● DESCRIPTION OF THE TASK:
Would you reproduce, without any alteration, the lines from the opening line of the entries through the line that has "nothing to serialize." in it?

Saved entries
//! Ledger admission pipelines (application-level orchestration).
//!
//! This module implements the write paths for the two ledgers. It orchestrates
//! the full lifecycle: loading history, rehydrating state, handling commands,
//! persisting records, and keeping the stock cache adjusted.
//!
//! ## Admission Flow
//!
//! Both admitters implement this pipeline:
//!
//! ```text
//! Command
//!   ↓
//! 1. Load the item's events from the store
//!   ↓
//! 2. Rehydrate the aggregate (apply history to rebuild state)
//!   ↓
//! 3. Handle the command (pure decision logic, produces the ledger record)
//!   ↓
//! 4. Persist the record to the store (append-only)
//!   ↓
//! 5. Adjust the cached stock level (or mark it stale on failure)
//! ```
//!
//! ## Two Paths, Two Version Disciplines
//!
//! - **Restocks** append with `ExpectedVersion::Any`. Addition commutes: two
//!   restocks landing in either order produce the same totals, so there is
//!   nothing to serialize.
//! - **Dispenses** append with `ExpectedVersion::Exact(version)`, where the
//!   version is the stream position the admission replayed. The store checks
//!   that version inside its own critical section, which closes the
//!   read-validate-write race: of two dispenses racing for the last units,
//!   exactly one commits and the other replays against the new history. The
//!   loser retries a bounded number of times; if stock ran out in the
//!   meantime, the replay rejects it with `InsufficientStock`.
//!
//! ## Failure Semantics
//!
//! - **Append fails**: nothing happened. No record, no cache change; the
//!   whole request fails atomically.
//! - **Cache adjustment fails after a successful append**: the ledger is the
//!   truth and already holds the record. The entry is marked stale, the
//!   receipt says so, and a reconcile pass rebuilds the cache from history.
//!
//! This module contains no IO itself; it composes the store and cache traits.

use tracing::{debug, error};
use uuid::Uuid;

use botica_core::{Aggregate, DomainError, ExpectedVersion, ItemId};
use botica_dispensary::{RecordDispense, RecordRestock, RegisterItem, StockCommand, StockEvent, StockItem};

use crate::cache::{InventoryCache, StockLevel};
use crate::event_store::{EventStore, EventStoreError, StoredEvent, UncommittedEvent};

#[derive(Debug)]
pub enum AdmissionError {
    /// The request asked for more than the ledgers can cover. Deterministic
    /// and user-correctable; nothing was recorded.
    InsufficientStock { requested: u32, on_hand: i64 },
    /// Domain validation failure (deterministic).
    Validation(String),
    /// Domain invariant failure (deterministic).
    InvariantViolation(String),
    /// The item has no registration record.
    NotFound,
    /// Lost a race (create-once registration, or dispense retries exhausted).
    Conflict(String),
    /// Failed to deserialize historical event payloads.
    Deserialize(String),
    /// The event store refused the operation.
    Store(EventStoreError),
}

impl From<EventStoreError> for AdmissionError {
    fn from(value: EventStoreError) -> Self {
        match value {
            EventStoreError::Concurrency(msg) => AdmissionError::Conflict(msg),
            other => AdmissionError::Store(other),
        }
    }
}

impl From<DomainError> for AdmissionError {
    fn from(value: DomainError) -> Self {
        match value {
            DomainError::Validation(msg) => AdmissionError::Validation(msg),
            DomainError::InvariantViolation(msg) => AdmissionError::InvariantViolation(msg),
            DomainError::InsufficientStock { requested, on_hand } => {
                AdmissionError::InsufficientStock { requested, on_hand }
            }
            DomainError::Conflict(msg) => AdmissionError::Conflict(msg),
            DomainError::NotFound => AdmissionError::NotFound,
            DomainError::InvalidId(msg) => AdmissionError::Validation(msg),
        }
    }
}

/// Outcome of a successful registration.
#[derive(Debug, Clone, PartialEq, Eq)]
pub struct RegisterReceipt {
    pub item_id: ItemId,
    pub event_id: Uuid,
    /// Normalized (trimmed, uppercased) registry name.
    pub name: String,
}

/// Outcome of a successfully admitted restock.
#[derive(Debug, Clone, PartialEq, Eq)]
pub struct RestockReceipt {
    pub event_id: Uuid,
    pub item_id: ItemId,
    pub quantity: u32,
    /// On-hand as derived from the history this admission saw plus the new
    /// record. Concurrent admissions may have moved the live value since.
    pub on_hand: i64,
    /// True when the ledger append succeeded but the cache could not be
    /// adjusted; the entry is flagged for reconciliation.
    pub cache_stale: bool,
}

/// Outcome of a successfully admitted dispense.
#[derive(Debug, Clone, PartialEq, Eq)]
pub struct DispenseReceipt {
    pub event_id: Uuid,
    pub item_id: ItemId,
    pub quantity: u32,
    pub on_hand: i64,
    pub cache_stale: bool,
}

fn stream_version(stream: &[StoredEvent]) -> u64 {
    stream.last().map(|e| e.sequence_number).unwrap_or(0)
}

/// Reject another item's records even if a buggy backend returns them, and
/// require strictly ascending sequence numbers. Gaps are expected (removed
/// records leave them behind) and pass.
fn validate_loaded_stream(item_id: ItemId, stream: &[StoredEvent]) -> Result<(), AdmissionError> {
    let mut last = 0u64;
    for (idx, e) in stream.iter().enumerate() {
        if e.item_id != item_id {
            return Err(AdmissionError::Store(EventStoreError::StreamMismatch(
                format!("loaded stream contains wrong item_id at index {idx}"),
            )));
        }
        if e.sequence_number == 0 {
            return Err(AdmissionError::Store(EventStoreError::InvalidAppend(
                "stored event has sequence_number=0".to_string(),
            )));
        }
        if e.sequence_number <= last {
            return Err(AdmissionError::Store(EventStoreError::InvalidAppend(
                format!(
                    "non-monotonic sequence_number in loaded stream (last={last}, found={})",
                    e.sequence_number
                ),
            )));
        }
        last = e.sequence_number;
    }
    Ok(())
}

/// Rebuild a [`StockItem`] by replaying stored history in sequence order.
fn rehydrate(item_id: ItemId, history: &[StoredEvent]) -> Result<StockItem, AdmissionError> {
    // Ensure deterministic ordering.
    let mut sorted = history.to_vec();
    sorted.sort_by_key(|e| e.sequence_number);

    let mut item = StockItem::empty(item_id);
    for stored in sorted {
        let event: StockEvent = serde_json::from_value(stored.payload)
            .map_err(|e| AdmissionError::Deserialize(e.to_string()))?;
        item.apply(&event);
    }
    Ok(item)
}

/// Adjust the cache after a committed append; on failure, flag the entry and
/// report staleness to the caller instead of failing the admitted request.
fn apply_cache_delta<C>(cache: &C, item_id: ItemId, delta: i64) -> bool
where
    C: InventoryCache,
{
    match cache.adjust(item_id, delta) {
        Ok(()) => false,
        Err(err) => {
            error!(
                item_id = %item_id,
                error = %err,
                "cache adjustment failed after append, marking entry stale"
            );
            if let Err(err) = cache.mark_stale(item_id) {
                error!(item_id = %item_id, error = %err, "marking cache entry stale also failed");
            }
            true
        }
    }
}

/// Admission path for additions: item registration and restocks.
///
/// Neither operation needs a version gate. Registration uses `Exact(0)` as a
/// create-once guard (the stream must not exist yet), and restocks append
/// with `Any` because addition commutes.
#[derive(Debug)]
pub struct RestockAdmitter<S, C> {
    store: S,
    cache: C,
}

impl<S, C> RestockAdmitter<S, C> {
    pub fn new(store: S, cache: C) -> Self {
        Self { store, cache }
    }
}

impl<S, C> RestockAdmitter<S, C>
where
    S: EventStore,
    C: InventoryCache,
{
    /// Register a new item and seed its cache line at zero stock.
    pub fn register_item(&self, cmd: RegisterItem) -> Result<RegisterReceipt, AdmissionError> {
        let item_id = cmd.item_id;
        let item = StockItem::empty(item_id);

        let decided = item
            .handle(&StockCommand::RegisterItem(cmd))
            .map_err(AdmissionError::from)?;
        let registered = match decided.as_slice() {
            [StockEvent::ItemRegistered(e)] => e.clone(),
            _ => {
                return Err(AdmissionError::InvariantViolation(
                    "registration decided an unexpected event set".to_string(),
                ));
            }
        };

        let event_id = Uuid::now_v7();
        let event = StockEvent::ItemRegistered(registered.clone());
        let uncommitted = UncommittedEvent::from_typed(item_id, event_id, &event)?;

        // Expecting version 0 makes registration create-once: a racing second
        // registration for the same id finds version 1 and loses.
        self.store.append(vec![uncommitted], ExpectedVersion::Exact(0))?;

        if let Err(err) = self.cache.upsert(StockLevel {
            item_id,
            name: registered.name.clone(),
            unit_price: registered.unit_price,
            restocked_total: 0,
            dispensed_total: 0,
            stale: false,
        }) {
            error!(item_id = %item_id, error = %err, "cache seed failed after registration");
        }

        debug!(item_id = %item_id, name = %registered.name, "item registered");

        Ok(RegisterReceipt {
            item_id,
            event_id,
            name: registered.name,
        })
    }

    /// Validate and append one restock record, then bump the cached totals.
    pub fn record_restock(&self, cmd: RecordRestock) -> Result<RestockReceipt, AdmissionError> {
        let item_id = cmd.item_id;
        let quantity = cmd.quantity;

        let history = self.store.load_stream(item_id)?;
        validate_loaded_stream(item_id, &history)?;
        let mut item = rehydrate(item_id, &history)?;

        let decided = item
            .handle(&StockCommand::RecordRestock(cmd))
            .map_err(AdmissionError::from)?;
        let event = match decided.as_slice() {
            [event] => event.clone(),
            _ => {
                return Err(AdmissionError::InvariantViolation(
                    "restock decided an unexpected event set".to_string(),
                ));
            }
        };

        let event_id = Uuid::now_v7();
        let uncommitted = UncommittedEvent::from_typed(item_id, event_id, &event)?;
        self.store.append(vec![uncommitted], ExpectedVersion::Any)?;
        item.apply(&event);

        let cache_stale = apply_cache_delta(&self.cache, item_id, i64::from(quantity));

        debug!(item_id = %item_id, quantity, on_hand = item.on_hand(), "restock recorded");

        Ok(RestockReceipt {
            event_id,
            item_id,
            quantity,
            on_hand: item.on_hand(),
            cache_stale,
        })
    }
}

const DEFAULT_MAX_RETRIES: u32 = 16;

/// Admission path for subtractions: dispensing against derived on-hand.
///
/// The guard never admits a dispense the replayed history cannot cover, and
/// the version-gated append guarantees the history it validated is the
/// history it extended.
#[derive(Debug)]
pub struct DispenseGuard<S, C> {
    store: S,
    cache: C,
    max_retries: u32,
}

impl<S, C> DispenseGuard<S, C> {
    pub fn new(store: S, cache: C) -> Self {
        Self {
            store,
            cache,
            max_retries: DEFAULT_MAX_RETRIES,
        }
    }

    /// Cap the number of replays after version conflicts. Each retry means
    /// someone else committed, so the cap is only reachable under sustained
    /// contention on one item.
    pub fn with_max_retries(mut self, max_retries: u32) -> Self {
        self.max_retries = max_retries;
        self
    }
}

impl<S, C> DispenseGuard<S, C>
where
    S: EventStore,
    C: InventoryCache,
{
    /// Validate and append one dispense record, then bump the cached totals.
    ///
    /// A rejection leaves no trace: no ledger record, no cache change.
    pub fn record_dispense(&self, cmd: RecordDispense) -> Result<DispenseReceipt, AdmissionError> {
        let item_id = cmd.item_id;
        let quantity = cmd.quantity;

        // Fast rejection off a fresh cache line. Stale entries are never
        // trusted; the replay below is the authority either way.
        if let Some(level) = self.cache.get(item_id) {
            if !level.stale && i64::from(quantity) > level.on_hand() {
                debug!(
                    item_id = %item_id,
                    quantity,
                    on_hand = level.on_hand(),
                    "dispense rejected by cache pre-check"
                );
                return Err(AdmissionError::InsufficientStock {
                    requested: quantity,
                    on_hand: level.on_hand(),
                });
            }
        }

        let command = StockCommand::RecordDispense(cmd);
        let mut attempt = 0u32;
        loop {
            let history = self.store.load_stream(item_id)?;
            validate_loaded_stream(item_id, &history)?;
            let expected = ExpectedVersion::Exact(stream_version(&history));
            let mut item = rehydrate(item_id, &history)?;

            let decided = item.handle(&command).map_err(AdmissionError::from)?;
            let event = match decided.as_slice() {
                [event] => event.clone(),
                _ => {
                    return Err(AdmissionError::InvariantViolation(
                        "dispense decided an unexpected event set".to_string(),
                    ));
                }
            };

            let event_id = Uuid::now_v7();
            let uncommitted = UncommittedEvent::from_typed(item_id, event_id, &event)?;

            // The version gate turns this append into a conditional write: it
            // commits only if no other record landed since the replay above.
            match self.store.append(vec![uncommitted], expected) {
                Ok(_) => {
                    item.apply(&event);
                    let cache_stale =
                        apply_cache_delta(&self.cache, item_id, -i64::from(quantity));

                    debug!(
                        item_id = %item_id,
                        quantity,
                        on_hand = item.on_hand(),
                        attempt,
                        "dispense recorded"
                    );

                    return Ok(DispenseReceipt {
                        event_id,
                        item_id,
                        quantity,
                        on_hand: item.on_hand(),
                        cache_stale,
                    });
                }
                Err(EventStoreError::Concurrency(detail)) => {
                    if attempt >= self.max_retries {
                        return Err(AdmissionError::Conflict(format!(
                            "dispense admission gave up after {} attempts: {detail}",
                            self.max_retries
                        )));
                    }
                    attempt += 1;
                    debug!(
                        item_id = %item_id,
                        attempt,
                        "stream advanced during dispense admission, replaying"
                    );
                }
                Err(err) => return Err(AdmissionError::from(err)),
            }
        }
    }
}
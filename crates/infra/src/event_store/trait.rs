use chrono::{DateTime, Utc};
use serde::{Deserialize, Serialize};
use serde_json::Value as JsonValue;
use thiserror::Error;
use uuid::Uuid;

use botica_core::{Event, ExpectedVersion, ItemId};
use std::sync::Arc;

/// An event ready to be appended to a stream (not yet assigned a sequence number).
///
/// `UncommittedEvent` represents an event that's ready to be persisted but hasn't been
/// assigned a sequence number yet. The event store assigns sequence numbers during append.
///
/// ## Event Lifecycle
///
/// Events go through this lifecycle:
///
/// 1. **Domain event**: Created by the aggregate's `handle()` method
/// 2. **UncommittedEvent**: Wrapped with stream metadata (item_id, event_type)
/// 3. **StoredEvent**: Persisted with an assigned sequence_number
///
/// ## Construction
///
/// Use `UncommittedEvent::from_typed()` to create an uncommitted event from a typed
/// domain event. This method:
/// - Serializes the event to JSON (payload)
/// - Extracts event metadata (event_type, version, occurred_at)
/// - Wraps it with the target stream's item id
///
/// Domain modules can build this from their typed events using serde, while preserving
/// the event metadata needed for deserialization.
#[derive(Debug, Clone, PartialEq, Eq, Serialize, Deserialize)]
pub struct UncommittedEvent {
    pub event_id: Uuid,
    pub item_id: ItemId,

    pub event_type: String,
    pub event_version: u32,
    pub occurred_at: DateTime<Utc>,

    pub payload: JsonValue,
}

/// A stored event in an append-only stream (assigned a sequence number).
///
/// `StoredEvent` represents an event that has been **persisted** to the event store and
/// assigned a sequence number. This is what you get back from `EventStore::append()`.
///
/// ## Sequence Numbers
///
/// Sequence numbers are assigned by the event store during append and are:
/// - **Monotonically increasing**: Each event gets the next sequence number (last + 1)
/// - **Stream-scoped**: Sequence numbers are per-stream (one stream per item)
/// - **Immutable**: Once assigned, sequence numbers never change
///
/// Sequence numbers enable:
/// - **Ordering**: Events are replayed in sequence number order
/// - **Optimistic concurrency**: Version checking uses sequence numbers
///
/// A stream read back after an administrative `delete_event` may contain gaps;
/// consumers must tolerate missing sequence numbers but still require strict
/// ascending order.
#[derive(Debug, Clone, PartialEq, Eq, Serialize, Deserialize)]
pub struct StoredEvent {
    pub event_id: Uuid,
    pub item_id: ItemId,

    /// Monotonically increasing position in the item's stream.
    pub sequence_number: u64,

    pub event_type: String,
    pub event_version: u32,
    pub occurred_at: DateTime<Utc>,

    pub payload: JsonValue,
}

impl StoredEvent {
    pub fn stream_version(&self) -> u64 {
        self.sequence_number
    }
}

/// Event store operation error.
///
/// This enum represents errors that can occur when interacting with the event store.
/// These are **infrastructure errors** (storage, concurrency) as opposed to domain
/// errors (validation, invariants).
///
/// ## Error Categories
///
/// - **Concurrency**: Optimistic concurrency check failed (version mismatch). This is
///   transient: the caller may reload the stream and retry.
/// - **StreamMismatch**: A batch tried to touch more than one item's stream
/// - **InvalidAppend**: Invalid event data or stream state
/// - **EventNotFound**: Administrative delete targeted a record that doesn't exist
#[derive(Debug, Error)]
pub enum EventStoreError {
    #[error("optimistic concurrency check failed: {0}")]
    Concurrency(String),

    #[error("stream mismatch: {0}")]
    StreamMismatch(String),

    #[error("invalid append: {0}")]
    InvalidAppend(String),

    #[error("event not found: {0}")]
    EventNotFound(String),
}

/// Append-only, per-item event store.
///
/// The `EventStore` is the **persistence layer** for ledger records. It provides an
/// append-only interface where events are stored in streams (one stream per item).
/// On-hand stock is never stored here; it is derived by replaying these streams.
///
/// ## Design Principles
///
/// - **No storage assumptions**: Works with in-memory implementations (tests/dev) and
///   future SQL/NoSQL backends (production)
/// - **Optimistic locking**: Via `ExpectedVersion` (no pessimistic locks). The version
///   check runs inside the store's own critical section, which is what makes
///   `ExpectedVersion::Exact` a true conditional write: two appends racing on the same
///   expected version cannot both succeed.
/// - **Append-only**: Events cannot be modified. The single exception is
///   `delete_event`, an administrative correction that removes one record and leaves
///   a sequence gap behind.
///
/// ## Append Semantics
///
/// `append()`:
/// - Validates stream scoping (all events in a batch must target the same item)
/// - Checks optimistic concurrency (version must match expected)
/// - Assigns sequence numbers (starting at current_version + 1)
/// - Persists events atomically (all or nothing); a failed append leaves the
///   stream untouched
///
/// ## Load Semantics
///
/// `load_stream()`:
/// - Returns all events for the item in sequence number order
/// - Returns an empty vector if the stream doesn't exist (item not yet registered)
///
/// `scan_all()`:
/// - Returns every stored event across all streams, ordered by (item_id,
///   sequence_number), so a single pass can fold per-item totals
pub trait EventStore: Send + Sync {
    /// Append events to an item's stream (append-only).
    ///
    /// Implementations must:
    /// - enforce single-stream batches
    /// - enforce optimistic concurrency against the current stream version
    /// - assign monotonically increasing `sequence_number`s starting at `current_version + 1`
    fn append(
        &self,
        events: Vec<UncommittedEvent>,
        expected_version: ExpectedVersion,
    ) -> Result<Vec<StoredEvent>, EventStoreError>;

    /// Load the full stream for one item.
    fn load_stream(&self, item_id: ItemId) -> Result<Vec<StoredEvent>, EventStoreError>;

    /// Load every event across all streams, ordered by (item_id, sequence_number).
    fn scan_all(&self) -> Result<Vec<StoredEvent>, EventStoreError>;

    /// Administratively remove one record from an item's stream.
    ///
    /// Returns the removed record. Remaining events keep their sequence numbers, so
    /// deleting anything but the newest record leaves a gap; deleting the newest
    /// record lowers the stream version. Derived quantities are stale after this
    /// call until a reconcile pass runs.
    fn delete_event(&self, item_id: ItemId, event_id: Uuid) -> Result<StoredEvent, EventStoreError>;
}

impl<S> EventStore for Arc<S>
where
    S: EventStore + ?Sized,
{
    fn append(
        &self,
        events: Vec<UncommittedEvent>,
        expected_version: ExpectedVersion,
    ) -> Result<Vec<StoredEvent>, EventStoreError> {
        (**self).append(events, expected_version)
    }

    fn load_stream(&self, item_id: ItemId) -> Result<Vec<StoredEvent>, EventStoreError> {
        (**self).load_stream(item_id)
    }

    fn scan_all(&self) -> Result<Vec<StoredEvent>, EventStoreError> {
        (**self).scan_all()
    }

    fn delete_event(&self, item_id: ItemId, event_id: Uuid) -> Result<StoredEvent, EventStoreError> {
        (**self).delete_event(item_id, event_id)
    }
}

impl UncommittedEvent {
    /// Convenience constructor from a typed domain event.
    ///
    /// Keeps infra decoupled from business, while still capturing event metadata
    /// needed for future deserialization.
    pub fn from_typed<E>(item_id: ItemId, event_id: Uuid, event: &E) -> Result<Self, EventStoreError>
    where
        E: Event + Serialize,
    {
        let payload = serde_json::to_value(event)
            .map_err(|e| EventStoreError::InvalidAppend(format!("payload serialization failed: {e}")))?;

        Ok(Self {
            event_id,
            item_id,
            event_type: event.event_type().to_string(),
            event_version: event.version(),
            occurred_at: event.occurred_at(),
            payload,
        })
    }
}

● ANSWER SPACE:
//! Ledger admission pipelines (application-level orchestration).
//!
//! This module implements the write paths for the two ledgers. It orchestrates
//! the full lifecycle: loading history, rehydrating state, handling commands,
//! persisting records, and keeping the stock cache adjusted.
//!
//! ## Admission Flow
//!
//! Both admitters implement this pipeline:
//!
//! ```text
//! Command
//!   ↓
//! 1. Load the item's events from the store
//!   ↓
//! 2. Rehydrate the aggregate (apply history to rebuild state)
//!   ↓
//! 3. Handle the command (pure decision logic, produces the ledger record)
//!   ↓
//! 4. Persist the record to the store (append-only)
//!   ↓
//! 5. Adjust the cached stock level (or mark it stale on failure)
//! ```
//!
//! ## Two Paths, Two Version Disciplines
//!
//! - **Restocks** append with `ExpectedVersion::Any`. Addition commutes: two
//!   restocks landing in either order produce the same totals, so there is
//!   nothing to serialize.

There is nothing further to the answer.